Figure 6.. Characterization of MEDUSA hESC-CMs in vivo.

(A, B) Arrhythmia burden and heart rate of pigs receiving 150M MEDUSA CMs and monitored with telemetry up to 7 weeks post-transplantation. Data shown for WT controls as mean ± SEM as detailed in Fig. 2G. Yellow-colored symbols represent animals that reached EA severity endpoints leading to study withdrawal as defined in Methods section. Insert from panel in A shows arrhythmia from pig N.3 subdivided in isolated premature ventricular contraction (PVC), non-sustained VT (NSVT) and VT, with relative representative ECG traces. (C) Aggregate analysis of combined EA daily burden (VT, NSVT, PVC) for WT and MEDUSA hESC-CMs for the first 2 weeks after transplantation. Data shown as mean ± SEM of animals receiving either WT (N=7) or MEDUSA hESC-CMs (N=3). Yellow-colored symbols represent animals analyzed until EA severity necessitated their withdrawal from the study (day 4 and day 6, respectively; see also panel A and Supplementary Fig. 6A). Differences vs. WT by unpaired t-test (*** p <0.001). (D) Representative image of MEDUSA hESC-CMs graft 7 weeks after injection stained with human-specific β-myosin heavy chain. Scale bar = 1 mm. Note the large, multifocal graft throughout the host ventricle. (E) Low and high magnification immunofluorescence images of MLC2v/MLC2a and ssTnI/cTnI in MEDUSA-CMs grafts 4 weeks post transplantation. Single channels monochromatic images for both MLC2a/MLC2v and ssTnI/cTnI shown on the right.

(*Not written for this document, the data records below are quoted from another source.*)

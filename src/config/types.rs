//! Raw config types matching `jsonapi.json` and `resources.json`.

use crate::sql::{SearchColumns, SearchJoin};
use serde::{Deserialize, Serialize};
use std::collections::HashMap;

pub const JSONAPI_MEDIA_TYPE: &str = "application/vnd.api+json";

/// API-wide settings.
#[derive(Clone, Debug, Serialize, Deserialize)]
#[serde(default)]
pub struct ApiConfig {
    /// Enforce JSON:API content negotiation on requests.
    pub strict: bool,
    /// API version reported as `jsonapi.self`.
    pub version: String,
    /// JSON:API version reported as `jsonapi.version`.
    pub json_version: String,
    /// Mount point for resource routes.
    pub prefix: String,
    pub accept: String,
    pub content_type: String,
    /// Query parameter names (before any `[...]`) a request may carry.
    pub allowed_get: Vec<String>,
    pub default_page_size: u64,
    pub max_page_size: u64,
    /// Prepended to every configured table name.
    pub table_prefix: String,
    /// Absolute base for pagination links, e.g. `https://api.example.com`. Relative links when unset.
    pub base_url: Option<String>,
    /// Request body cap in bytes.
    pub body_limit: usize,
}

impl Default for ApiConfig {
    fn default() -> Self {
        ApiConfig {
            strict: false,
            version: "v1".into(),
            json_version: "1.0".into(),
            prefix: "/api".into(),
            accept: JSONAPI_MEDIA_TYPE.into(),
            content_type: JSONAPI_MEDIA_TYPE.into(),
            allowed_get: ["include", "fields", "page", "limit", "sort", "search", "filter"]
                .iter()
                .map(|s| s.to_string())
                .collect(),
            default_page_size: 10,
            max_page_size: 100,
            table_prefix: String::new(),
            base_url: None,
            body_limit: 1024 * 1024,
        }
    }
}

#[derive(Clone, Copy, Debug, Default, PartialEq, Eq, Serialize, Deserialize)]
#[serde(rename_all = "lowercase")]
pub enum PkType {
    #[default]
    Int,
    BigInt,
    Uuid,
    Text,
}

#[derive(Clone, Copy, Debug, PartialEq, Eq, Hash, Serialize, Deserialize)]
#[serde(rename_all = "lowercase")]
pub enum Operation {
    Index,
    Store,
    Show,
    Update,
    Destroy,
}

impl Operation {
    pub const ALL: [Operation; 5] = [
        Operation::Index,
        Operation::Store,
        Operation::Show,
        Operation::Update,
        Operation::Destroy,
    ];

    pub fn as_str(&self) -> &'static str {
        match self {
            Operation::Index => "index",
            Operation::Store => "store",
            Operation::Show => "show",
            Operation::Update => "update",
            Operation::Destroy => "destroy",
        }
    }
}

#[derive(Clone, Debug, Default, Serialize, Deserialize)]
pub struct ValidationRule {
    #[serde(default)]
    pub required: Option<bool>,
    #[serde(default)]
    pub format: Option<String>,
    #[serde(default)]
    pub max_length: Option<u32>,
    #[serde(default)]
    pub min_length: Option<u32>,
    #[serde(default)]
    pub pattern: Option<String>,
    #[serde(default)]
    pub allowed: Option<Vec<serde_json::Value>>,
    #[serde(default)]
    pub minimum: Option<f64>,
    #[serde(default)]
    pub maximum: Option<f64>,
}

/// Validation rules per write action.
#[derive(Clone, Debug, Default, Serialize, Deserialize)]
pub struct RuleSet {
    #[serde(default)]
    pub create: HashMap<String, ValidationRule>,
    #[serde(default)]
    pub update: HashMap<String, ValidationRule>,
}

/// Search settings; `columns` falls back to every resource column at weight 1.
#[derive(Clone, Debug, Default, Serialize, Deserialize)]
pub struct SearchableConfig {
    #[serde(default)]
    pub columns: Option<SearchColumns>,
    #[serde(default)]
    pub group_by: Option<Vec<String>>,
    #[serde(default)]
    pub joins: Vec<SearchJoin>,
}

#[derive(Clone, Copy, Debug, PartialEq, Eq, Serialize, Deserialize)]
#[serde(rename_all = "snake_case")]
pub enum IncludeKind {
    /// We hold the foreign key (`local_key` on our side points at `foreign_key` on theirs).
    ToOne,
    /// They hold the foreign key pointing at our `local_key`.
    ToMany,
}

#[derive(Clone, Debug, Serialize, Deserialize)]
pub struct IncludeConfig {
    /// Name of the related resource.
    pub resource: String,
    pub kind: IncludeKind,
    pub local_key: String,
    pub foreign_key: String,
}

#[derive(Clone, Debug, Serialize, Deserialize)]
pub struct ResourceConfig {
    /// JSON:API `type`.
    pub name: String,
    /// URL segment; defaults to `name`.
    #[serde(default)]
    pub path_segment: Option<String>,
    pub table: String,
    #[serde(default = "default_primary_key")]
    pub primary_key: String,
    #[serde(default)]
    pub pk_type: PkType,
    /// Column listing; introspected from the database when empty.
    #[serde(default)]
    pub columns: Vec<String>,
    /// Columns never rendered (password hashes, secrets).
    #[serde(default)]
    pub hidden: Vec<String>,
    #[serde(default = "default_operations")]
    pub operations: Vec<Operation>,
    #[serde(default)]
    pub rules: RuleSet,
    #[serde(default)]
    pub searchable: Option<SearchableConfig>,
    #[serde(default)]
    pub includes: HashMap<String, IncludeConfig>,
}

fn default_primary_key() -> String {
    "id".into()
}

fn default_operations() -> Vec<Operation> {
    Operation::ALL.to_vec()
}

/// All config in one struct for in-memory loading.
#[derive(Clone, Debug, Default)]
pub struct FullConfig {
    pub api: ApiConfig,
    pub resources: Vec<ResourceConfig>,
}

Dotted lines indicate host/graft interface. Scale bars = 50 μm for low magnifications; 20 μm for high magnification.

Figure 7.. Electromechanical coupling of high-dose MEDUSA hESC-CMs.

(A, B) Arrhythmia burden and heart rate of animals receiving 500M MEDUSA hESC-CMs (N = 2). Panel A shows the cumulative incidence of sustained VT, PVC, and NSVT; See also Supplementary Figs. 6B. Right panel in A showing representative ECG traces of one animal transitioning without intervention from sustained VT to sinus rhythm. (C) Representative immunofluorescence images of 3 months old MEDUSA grafts stained with Connexin 43 (white arrows indicate junctions between host, Desmin/graft, ssTnI. Scale bars = 100). (D) Cardiac slice model of 12 weeks old MEDUSA-CMs grafts loaded with Fluo-4 and paced with field and point stimulation from host region; mid panel showing immunofluorescence image indicating graft and host in the cardiac slice studied are shown. Yellow circle indicates ROI for Fluo-4 recording, yellow star indicates point stimulation location. Scale bar = 500 μm. Right panel showing one frame from Supplementary Video 2 showing parallel bipolar electrodes placement. White lines are plastic monofilament used to keep the cardiac slice in place during recording. (E) MLC2a/MLC2v (left) and ssTnI/cTnI (right) staining of 3 months-old MEDUSA grafts, with relative monochromatic images on the right side. Scale bar: 200 μm.